2. O ambiente e a decoração imitam a imagem do banquete: uma mesa com os comensais sentados em volta. Mesmo quando os neocatecumenais celebram a missa não em uma sala paroquial, mas sim em uma igreja, eles ignoram o altar. Colocam uma mesa no centro e se sentam ao redor em círculo.
3. As leituras bíblicas da missa são precedidas, cada uma, por uma ampla "admoestação" por parte de um ou outro catequista que guiam a comunidade e são seguidas, especialmente depois do Evangelho, das "ressonâncias", ou seja, das reflexões pessoais de um amplo número dos presentes. A homilia do sacerdote se soma às "ressonâncias", sem se diferenciar delas.
4. A Comunhão também ocorre reproduzindo o módulo do banquete. O pão consagrado – um grosso pão ázimo de farinha de trigo, dois terços branca e um terço integral, preparado e cozido segundo as regras minuciosas estabelecidas por Kiko – é partido e distribuído aos presentes, que permanecem em seus lugares. Tendo-se terminado a distribuição, o pão é comido ao mesmo tempo por todos, incluindo o sacerdote. Posteriormente, este passa de um para o outro com o cálice de vinho consagrado, do qual cada um bebe.
Há outras particularidades, mas bastam essas quatro para entender o quanto há de diversidade de forma e de substância entre as missas dos neocatecumenais e as celebradas segundo as regras litúrgicas gerais. Uma diversidade certamente mais forte do que a que existe entre as missas no rito romano antigo e no rito moderno.
As autoridades vaticanas, mais de uma vez, tentaram levar os neocatecumenais novamente a uma maior fidelidade à lex orandi em vigor na Igreja Católica. Mas com pulso fraco e resultados quase nulos.
A repreensão mais forte veio com a promulgação dos estatutos definitivos do Caminho, aprovados em 2008.
Neles, no artigo 13, as autoridades vaticanas estabeleceram que as missas das comunidades devem ser "abertas também a outros fiéis"; que a comunhão deve ser recebida "em pé"; que, para as leituras bíblicas, são permitidas, além da homilia apenas "breves admoestações" introdutórias.
Das "ressonâncias" (admitidas nos estatutos anteriores, provisórios, de 2002) não há nenhum traço nesse mesmo artigo 13 dedicado à celebração da missa.

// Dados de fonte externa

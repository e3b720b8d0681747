//! User Records

use std::{fmt, str::FromStr};

use jiff::Timestamp;

use crate::ids::TypedId;

/// User ID
pub type UserId = TypedId<UserRecord>;

/// User Record
#[derive(Debug, Clone, PartialEq)]
pub struct UserRecord {
    pub id: UserId,
    pub name: String,
    pub email: String,
    pub created_at: Timestamp,
    pub updated_at: Timestamp,
}

/// Vendor approval state. Only approved vendors have their products listed.
#[derive(Debug, Clone, Copy, PartialEq, Eq)]
pub enum VendorStatus {
    Pending,
    Approved,
    Rejected,
}

impl VendorStatus {
    #[must_use]
    pub const fn as_str(self) -> &'static str {
        match self {
            Self::Pending => "pending",
            Self::Approved => "approved",
            Self::Rejected => "rejected",
        }
    }
}

impl fmt::Display for VendorStatus {
    fn fmt(&self, f: &mut fmt::Formatter<'_>) -> fmt::Result {
        f.write_str(self.as_str())
    }
}

/// Unknown vendor status string.
#[derive(Debug, Clone, PartialEq, Eq, thiserror::Error)]
#[error("unknown vendor status: {0}")]
pub struct UnknownVendorStatus(pub String);

impl FromStr for VendorStatus {
    type Err = UnknownVendorStatus;

    fn from_str(value: &str) -> Result<Self, Self::Err> {
        match value {
            "pending" => Ok(Self::Pending),
            "approved" => Ok(Self::Approved),
            "rejected" => Ok(Self::Rejected),
            other => Err(UnknownVendorStatus(other.to_string())),
        }
    }
}

/// Vendor Record
///
/// The selling identity attached to a user.
#[derive(Debug, Clone, PartialEq)]
pub struct VendorRecord {
    pub user_id: UserId,
    pub status: VendorStatus,
    pub store_name: String,
    pub store_address: Option<String>,
}
//! kickstart-express - Scaffold Express.js projects and add database or auth support

use anyhow::Result;
use clap::{Args as ClapArgs, Parser, Subcommand};
use colored::Colorize;
use kickstart_core::tui::{AddArgs, ScaffoldArgs};
use kickstart_core::{CleanupRegistry, Error};
use std::io;
use std::path::PathBuf;
use std::process::ExitCode;
use tracing_subscriber::{fmt, prelude::*, EnvFilter};

/// CLI version
pub const CLI_VERSION: &str = env!("CARGO_PKG_VERSION");

/// Exit status after an interrupt
const EXIT_INTERRUPTED: u8 = 130;

#[derive(Parser, Debug)]
#[command(name = "kickstart-express")]
#[command(about = "Scaffold Express.js projects and add database or auth support")]
#[command(version)]
#[command(args_conflicts_with_subcommands = true)]
pub struct Args {
    #[command(subcommand)]
    pub command: Option<Command>,

    #[command(flatten)]
    pub create: CreateFlags,

    /// More diagnostic output (-v debug, -vv trace)
    #[arg(short, long, action = clap::ArgAction::Count, global = true)]
    pub verbose: u8,

    /// Only print errors
    #[arg(short, long, global = true)]
    pub quiet: bool,
}

#[derive(Subcommand, Debug)]
pub enum Command {
    /// Add a feature to the project in the current directory
    Add(CliAddArgs),
}

#[derive(ClapArgs, Debug)]
pub struct CreateFlags {
    /// Project name ("." scaffolds into the current directory)
    #[arg(short, long)]
    pub name: Option<String>,

    /// Language: ts or js
    #[arg(short, long)]
    pub language: Option<String>,

    /// Include a Dockerfile
    #[arg(short, long)]
    pub docker: bool,

    /// Put sources in a src/ folder (--src=false for a flat layout)
    #[arg(short, long, num_args = 0..=1, require_equals = true, default_missing_value = "true")]
    pub src: Option<bool>,

    /// Use a structured src/ (routes, controllers, services, models)
    #[arg(long)]
    pub structured: bool,

    /// Local directory to use for templates instead of the bundled ones
    #[arg(long = "template-dir")]
    pub template_dir: Option<PathBuf>,

    /// Auto-confirm all prompts (non-interactive mode)
    #[arg(short, long)]
    pub yes: bool,

    /// Don't initialize a git repository
    #[arg(long = "skip-git")]
    pub skip_git: bool,

    /// Don't install dependencies
    #[arg(long = "skip-install")]
    pub skip_install: bool,
}

impl From<CreateFlags> for ScaffoldArgs {
    fn from(flags: CreateFlags) -> Self {
        ScaffoldArgs {
            name: flags.name,
            language: flags.language,
            docker: flags.docker.then_some(true),
            src: flags.src,
            structured: flags.structured.then_some(true),
            template_dir: flags.template_dir,
            yes: flags.yes,
            skip_git: flags.skip_git,
            skip_install: flags.skip_install,
        }
    }
}

#[derive(ClapArgs, Debug)]
pub struct CliAddArgs {
    /// Feature to add: db (database) or auth (authentication)
    pub feature: String,

    /// Database: mongodb or postgres
    #[arg(long = "db-type")]
    pub db_type: Option<String>,

    /// ORM/ODM: mongoose, prisma or drizzle
    #[arg(long)]
    pub orm: Option<String>,

    /// Authentication: jwt or clerk
    #[arg(long = "auth-type")]
    pub auth_type: Option<String>,

    /// Local directory to use for templates instead of the bundled ones
    #[arg(long = "template-dir")]
    pub template_dir: Option<PathBuf>,

    /// Auto-confirm all prompts (non-interactive mode)
    #[arg(short, long)]
    pub yes: bool,
}

impl From<CliAddArgs> for AddArgs {
    fn from(args: CliAddArgs) -> Self {
        AddArgs {
            feature: args.feature,
            db_type: args.db_type,
            orm: args.orm,
            auth_type: args.auth_type,
            template_dir: args.template_dir,
            yes: args.yes,
        }
    }
}

/// Initialize tracing on stderr; `RUST_LOG` wins over the flags
fn init_tracing(verbose: u8, quiet: bool) {
    let level = if quiet {
        "error"
    } else {
        match verbose {
            0 => "warn",
            1 => "debug",
            _ => "trace",
        }
    };
    let filter = EnvFilter::try_from_default_env().unwrap_or_else(|_| EnvFilter::new(level));

    tracing_subscriber::registry()
        .with(fmt::layer().with_target(false).with_writer(io::stderr))
        .with(filter)
        .init();
}

/// Remove a half-generated project, if generation is in progress
fn clean_up(registry: &CleanupRegistry) {
    if !registry.is_armed() {
        return;
    }
    eprintln!("{}", "Cleaning up partially created project...".yellow());
    if let Some(outcome) = registry.cleanup() {
        tracing::debug!(
            removed = outcome.removed.len(),
            failed = outcome.failures.len(),
            "cleanup finished"
        );
        for (path, error) in &outcome.failures {
            tracing::warn!(path = %path.display(), %error, "cleanup failed");
            eprintln!(
                "{} {}: {}",
                "Error during cleanup:".red(),
                path.display(),
                error
            );
        }
    }
}

/// Prompt cancellation (Esc / Ctrl+C inside a cliclack prompt)
fn is_interrupted(err: &anyhow::Error) -> bool {
    let io_err = match err.downcast_ref::<Error>() {
        Some(Error::Prompt(e)) => Some(e),
        _ => err.downcast_ref::<io::Error>(),
    };
    io_err.is_some_and(|e| e.kind() == io::ErrorKind::Interrupted)
}

async fn run(args: Args, registry: CleanupRegistry) -> Result<()> {
    match args.command {
        Some(Command::Add(add_args)) => {
            kickstart_core::run_add(add_args.into(), registry, CLI_VERSION).await
        }
        None => kickstart_core::run_scaffold(args.create.into(), registry, CLI_VERSION).await,
    }
}

#[tokio::main]
async fn main() -> ExitCode {
    // Ensure terminal cursor is restored on panic
    let default_panic = std::panic::take_hook();
    std::panic::set_hook(Box::new(move |info| {
        let _ = console::Term::stderr().show_cursor();
        default_panic(info);
    }));

    let registry = CleanupRegistry::new();

    // Handle Ctrl+C gracefully
    let handler_registry = registry.clone();
    ctrlc::set_handler(move || {
        let _ = console::Term::stderr().show_cursor();
        eprintln!();
        eprintln!("{}", "Operation cancelled by user".yellow());
        clean_up(&handler_registry);
        std::process::exit(i32::from(EXIT_INTERRUPTED));
    })
    .ok();

    let args = Args::parse();
    init_tracing(args.verbose, args.quiet);

    let result = run(args, registry.clone()).await;

    // Ensure cursor is visible on normal exit
    let _ = console::Term::stderr().show_cursor();

    match result {
        Ok(()) => ExitCode::SUCCESS,
        Err(e) if is_interrupted(&e) => {
            eprintln!("{}", "Operation cancelled by user".yellow());
            clean_up(&registry);
            ExitCode::from(EXIT_INTERRUPTED)
        }
        Err(e) => {
            if let Some(core) = e.downcast_ref::<Error>() {
                tracing::debug!(kind = ?core.kind(), "command failed");
            }
            eprintln!("{} {:#}", "Error:".red().bold(), e);
            ExitCode::FAILURE
        }
    }
}

#[cfg(test)]
mod tests {
    use super::*;

    fn parse(argv: &[&str]) -> Args {
        Args::try_parse_from(argv).unwrap()
    }

    #[test]
    fn test_bare_src_means_true() {
        let args = parse(&["kickstart-express", "--src"]);
        assert_eq!(args.create.src, Some(true));
    }

    #[test]
    fn test_src_false_and_unset() {
        let args = parse(&["kickstart-express", "--src=false", "-n", "api"]);
        assert_eq!(args.create.src, Some(false));
        let args = parse(&["kickstart-express"]);
        assert_eq!(args.create.src, None);
    }

    #[test]
    fn test_switches_map_to_explicit_values() {
        let args = parse(&["kickstart-express", "-d", "--structured", "-l", "js"]);
        let scaffold: ScaffoldArgs = args.create.into();
        assert_eq!(scaffold.docker, Some(true));
        assert_eq!(scaffold.structured, Some(true));
        assert_eq!(scaffold.language.as_deref(), Some("js"));

        let scaffold: ScaffoldArgs = parse(&["kickstart-express"]).create.into();
        assert_eq!(scaffold.docker, None);
        assert_eq!(scaffold.structured, None);
    }

    #[test]
    fn test_add_subcommand() {
        let args = parse(&[
            "kickstart-express",
            "add",
            "db",
            "--db-type",
            "postgres",
            "--orm",
            "drizzle",
        ]);
        match args.command {
            Some(Command::Add(add)) => {
                assert_eq!(add.feature, "db");
                assert_eq!(add.db_type.as_deref(), Some("postgres"));
                assert_eq!(add.orm.as_deref(), Some("drizzle"));
            }
            None => panic!("expected add subcommand"),
        }
    }

    #[test]
    fn test_verbosity_is_global() {
        let args = parse(&["kickstart-express", "add", "auth", "-vv"]);
        assert_eq!(args.verbose, 2);
    }

    #[test]
    fn test_clean_up_removes_armed_project_once() {
        let cwd = tempfile::tempdir().unwrap();
        let project = cwd.path().join("orders");
        let registry = CleanupRegistry::new();
        registry.arm(&project).unwrap();
        std::fs::create_dir_all(project.join("src")).unwrap();
        std::fs::write(project.join("src/index.ts"), "").unwrap();

        clean_up(&registry);
        assert!(!project.exists());
        assert!(!registry.is_armed());

        // A second call (signal after normal cleanup) is a no-op
        clean_up(&registry);
    }

    #[test]
    fn test_interrupted_prompt_is_detected() {
        let err = anyhow::Error::from(Error::Prompt(io::Error::from(io::ErrorKind::Interrupted)));
        assert!(is_interrupted(&err));
        let err = anyhow::Error::from(Error::MissingOption("orm"));
        assert!(!is_interrupted(&err));
    }
}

Fala-se a respeito apenas no artigo 11, que, no entanto, refere-se às celebrações semanais da Palavra, que cada comunidade faz com os seus próprios catequistas.
O fato é que muito pouco mudou entre o modo com o qual os neocatecumenais celebram a missa hoje e o modo com a qual celebravam até alguns anos atrás, quando passavam de mão em mão, jubilosos, os cálices de vinho consagrado.
Só teoricamente as suas missas de grupo foram abertas a outros fiéis.
Sentados ou em pé, o seu modo convivial de comungar é sempre o mesmo.
As "ressonâncias" pessoais dos presentes continuam invadindo e prevalecendo na primeira parte da missa.
E não só isso. Da audiência com Bento XVI do próximo dia 20 de janeiro, Kiko, Carmen e seus seguidores esperam sair com uma explícita aprovação de tudo isso.
Uma aprovação com todas as consagrações da oficialidade. Promulgada pela Congregação vaticana para o Culto Divino.
Ratzingeriano e antipapa
Com um Francis Arinze como cardeal prefeito da congregação e sobretudo com um Malcolm Ranjith como seu secretário – como era até alguns anos atrás –, uma aprovação dessas seria impensável.
O cardeal Arinze, hoje aposentado, foi protagonista de um memorável confronto em 2006 com os líderes do Caminho, quando lhes ordenou por carta uma série de correções, às quais eles desobedeceram insolentemente.
Quanto a Ranjith – que agora voltou para seu país, o Sri Lanka, como arcebispo de Colombo –, é difícil encontrar entre os cardeais um mais aguerrido do que ele na defesa da fidelidade à tradição litúrgica. No campo da liturgia, o cardeal Ranjith tem fama de ser mais ratzingeriano do que o próprio Joseph Ratzinger, seu mestre.
Hoje, à frente da Congregação para o Culto Divino, está um outro cardeal que também passa por ratzingeriano de ferro, o espanhol Antonio Cañizares Llovera.
Mas, considerando-se o documento que ele teria preparado para o próximo dia 20 de janeiro, não se pode dizer isso.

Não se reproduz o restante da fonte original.